**SUPPLIED RECORDS**
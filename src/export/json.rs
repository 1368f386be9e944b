//! JSON export of simulation snapshots for external visualisation.

use std::fs::File;
use std::io::{BufReader, BufWriter, Write};
use std::path::Path;
use thiserror::Error;

use crate::simulation::Snapshot;

/// Errors that can occur while writing or reading snapshot files.
#[derive(Error, Debug)]
pub enum SnapshotExportError {
    #[error("IO error: {0}")]
    Io(#[from] std::io::Error),
    #[error("JSON error: {0}")]
    Json(#[from] serde_json::Error),
}

/// Writes `snapshots` to `path` as a pretty-printed JSON array.
///
/// Missing parent directories are created.
pub fn write_snapshots_json(path: &Path, snapshots: &[Snapshot]) -> Result<(), SnapshotExportError> {
    if let Some(parent) = path.parent() {
        if !parent.as_os_str().is_empty() {
            std::fs::create_dir_all(parent)?;
        }
    }

    let file = File::create(path)?;
    let mut writer = BufWriter::new(file);
    serde_json::to_writer_pretty(&mut writer, snapshots)?;
    writer.write_all(b"\n")?;
    writer.flush()?;
    Ok(())
}

/// Reads a file written by [`write_snapshots_json`].
pub fn read_snapshots_json(path: &Path) -> Result<Vec<Snapshot>, SnapshotExportError> {
    let file = File::open(path)?;
    Ok(serde_json::from_reader(BufReader::new(file))?)
}

#[cfg(test)]
mod tests {
    use super::*;
    use crate::atmosphere::{PlanetConstants, SimulationConfig};
    use crate::simulation::run_simulation;
    use tempfile::tempdir;

    fn two_snapshots() -> Vec<Snapshot> {
        let config = SimulationConfig {
            point_count: 12,
            grid_resolution: 3,
            ..Default::default()
        };
        run_simulation(2, &PlanetConstants::default(), &config).unwrap()
    }

    #[test]
    fn export_creates_parent_directories() {
        let dir = tempdir().unwrap();
        let path = dir.path().join("runs").join("earth").join("snapshots.json");
        write_snapshots_json(&path, &two_snapshots()).unwrap();
        assert!(path.exists());
        assert!(std::fs::metadata(&path).unwrap().len() > 0);
    }

    #[test]
    fn exported_file_reads_back() {
        let snapshots = two_snapshots();
        let dir = tempdir().unwrap();
        let path = dir.path().join("snapshots.json");
        write_snapshots_json(&path, &snapshots).unwrap();

        let loaded = read_snapshots_json(&path).unwrap();
        assert_eq!(loaded.len(), 2);
        assert_eq!(loaded[1].epoch_index, 1);
        assert_eq!(loaded[1].time_label, snapshots[1].time_label);
        assert_eq!(loaded[0].temperature.shape(), (3, 6));
    }

    #[test]
    fn diverged_run_reads_back() {
        // A timestep far beyond the radiative timescale blows the fields up.
        let config = SimulationConfig {
            point_count: 12,
            grid_resolution: 3,
            timestep: 1e7,
            ..Default::default()
        };
        let snapshots = run_simulation(12, &PlanetConstants::default(), &config).unwrap();
        let non_finite = snapshots
            .iter()
            .flat_map(|s| [&s.temperature, &s.zonal_velocity, &s.meridional_velocity])
            .flat_map(|g| g.values())
            .filter(|x| !x.is_finite())
            .count();
        assert!(non_finite > 0);

        let dir = tempdir().unwrap();
        let path = dir.path().join("diverged.json");
        write_snapshots_json(&path, &snapshots).unwrap();
        let loaded = read_snapshots_json(&path).unwrap();

        assert_eq!(loaded.len(), snapshots.len());
        for (a, b) in loaded.iter().zip(&snapshots) {
            for (ga, gb) in [
                (&a.temperature, &b.temperature),
                (&a.zonal_velocity, &b.zonal_velocity),
                (&a.meridional_velocity, &b.meridional_velocity),
            ] {
                assert_eq!(ga.shape(), gb.shape());
                for (x, y) in ga.values().iter().zip(gb.values()) {
                    assert_eq!(x.is_finite(), y.is_finite());
                }
            }
        }
    }

    #[test]
    fn missing_file_is_an_io_error() {
        let dir = tempdir().unwrap();
        let err = read_snapshots_json(&dir.path().join("absent.json")).unwrap_err();
        assert!(matches!(err, SnapshotExportError::Io(_)));
    }
}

**EXERCISE AIM**
Copy all lines from the data above that contain the word "loaded".

**WRITTEN ANSWER**
        let loaded = read_snapshots_json(&path).unwrap();
        assert_eq!(loaded.len(), 2);
        assert_eq!(loaded[1].epoch_index, 1);
        assert_eq!(loaded[1].time_label, snapshots[1].time_label);
        assert_eq!(loaded[0].temperature.shape(), (3, 6));
        let loaded = read_snapshots_json(&path).unwrap();
        assert_eq!(loaded.len(), snapshots.len());
        for (a, b) in loaded.iter().zip(&snapshots) {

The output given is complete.